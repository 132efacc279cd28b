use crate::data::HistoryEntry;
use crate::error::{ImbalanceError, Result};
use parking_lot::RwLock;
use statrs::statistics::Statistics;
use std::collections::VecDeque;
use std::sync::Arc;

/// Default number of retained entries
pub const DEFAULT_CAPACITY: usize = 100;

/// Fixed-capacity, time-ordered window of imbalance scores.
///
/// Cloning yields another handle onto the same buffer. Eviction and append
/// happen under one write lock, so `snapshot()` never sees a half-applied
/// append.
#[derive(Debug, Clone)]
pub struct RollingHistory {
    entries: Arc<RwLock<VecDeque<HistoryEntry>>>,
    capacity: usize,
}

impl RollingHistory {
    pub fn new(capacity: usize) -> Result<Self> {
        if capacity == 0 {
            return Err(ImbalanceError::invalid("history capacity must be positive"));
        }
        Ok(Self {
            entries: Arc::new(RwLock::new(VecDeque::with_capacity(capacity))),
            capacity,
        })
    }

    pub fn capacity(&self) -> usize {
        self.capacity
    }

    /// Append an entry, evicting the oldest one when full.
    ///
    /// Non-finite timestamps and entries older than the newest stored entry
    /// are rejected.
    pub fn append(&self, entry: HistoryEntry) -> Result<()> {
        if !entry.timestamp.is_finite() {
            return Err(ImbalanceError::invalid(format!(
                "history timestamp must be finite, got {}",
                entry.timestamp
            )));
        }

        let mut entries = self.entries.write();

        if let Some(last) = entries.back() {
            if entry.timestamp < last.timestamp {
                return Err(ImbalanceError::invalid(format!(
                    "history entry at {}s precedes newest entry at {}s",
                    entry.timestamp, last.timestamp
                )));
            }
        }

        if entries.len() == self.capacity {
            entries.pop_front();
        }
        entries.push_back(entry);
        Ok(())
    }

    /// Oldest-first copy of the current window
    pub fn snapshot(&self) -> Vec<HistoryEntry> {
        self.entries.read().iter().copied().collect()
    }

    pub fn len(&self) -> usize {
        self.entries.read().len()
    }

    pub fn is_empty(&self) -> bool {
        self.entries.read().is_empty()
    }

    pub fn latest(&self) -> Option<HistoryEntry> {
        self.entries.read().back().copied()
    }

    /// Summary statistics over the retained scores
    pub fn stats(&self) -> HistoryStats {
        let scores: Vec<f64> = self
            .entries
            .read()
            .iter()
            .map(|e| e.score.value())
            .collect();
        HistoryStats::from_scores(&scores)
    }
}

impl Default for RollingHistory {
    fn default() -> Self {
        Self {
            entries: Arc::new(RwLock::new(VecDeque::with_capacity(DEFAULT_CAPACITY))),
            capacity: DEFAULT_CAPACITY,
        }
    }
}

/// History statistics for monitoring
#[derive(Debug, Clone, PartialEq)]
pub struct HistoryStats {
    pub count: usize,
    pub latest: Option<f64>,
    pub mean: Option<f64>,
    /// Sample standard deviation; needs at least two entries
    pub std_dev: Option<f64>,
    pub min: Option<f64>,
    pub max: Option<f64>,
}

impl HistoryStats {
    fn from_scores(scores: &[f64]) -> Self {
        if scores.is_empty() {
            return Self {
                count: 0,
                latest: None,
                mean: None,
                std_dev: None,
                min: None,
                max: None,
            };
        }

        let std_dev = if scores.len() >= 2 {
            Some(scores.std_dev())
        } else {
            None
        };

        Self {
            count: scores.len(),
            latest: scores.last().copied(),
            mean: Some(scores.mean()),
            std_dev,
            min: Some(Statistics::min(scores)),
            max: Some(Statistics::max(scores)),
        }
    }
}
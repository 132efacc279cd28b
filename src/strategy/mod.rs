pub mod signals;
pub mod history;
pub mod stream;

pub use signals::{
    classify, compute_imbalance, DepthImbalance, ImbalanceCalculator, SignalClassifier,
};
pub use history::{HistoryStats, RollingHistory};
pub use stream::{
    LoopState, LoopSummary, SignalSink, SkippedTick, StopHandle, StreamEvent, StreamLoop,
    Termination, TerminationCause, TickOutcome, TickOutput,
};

======

Copy the lines above exactly, from the very first through the one containing "let mut entries", and include no other line.

repository 132efacc279cd28b
use crate::data::HistoryEntry;
use crate::error::{ImbalanceError, Result};
use parking_lot::RwLock;
use statrs::statistics::Statistics;
use std::collections::VecDeque;
use std::sync::Arc;

/// Default number of retained entries
pub const DEFAULT_CAPACITY: usize = 100;

/// Fixed-capacity, time-ordered window of imbalance scores.
///
/// Cloning yields another handle onto the same buffer. Eviction and append
/// happen under one write lock, so `snapshot()` never sees a half-applied
/// append.
#[derive(Debug, Clone)]
pub struct RollingHistory {
    entries: Arc<RwLock<VecDeque<HistoryEntry>>>,
    capacity: usize,
}

impl RollingHistory {
    pub fn new(capacity: usize) -> Result<Self> {
        if capacity == 0 {
            return Err(ImbalanceError::invalid("history capacity must be positive"));
        }
        Ok(Self {
            entries: Arc::new(RwLock::new(VecDeque::with_capacity(capacity))),
            capacity,
        })
    }

    pub fn capacity(&self) -> usize {
        self.capacity
    }

    /// Append an entry, evicting the oldest one when full.
    ///
    /// Non-finite timestamps and entries older than the newest stored entry
    /// are rejected.
    pub fn append(&self, entry: HistoryEntry) -> Result<()> {
        if !entry.timestamp.is_finite() {
            return Err(ImbalanceError::invalid(format!(
                "history timestamp must be finite, got {}",
                entry.timestamp
            )));
        }

        let mut entries = self.entries.write();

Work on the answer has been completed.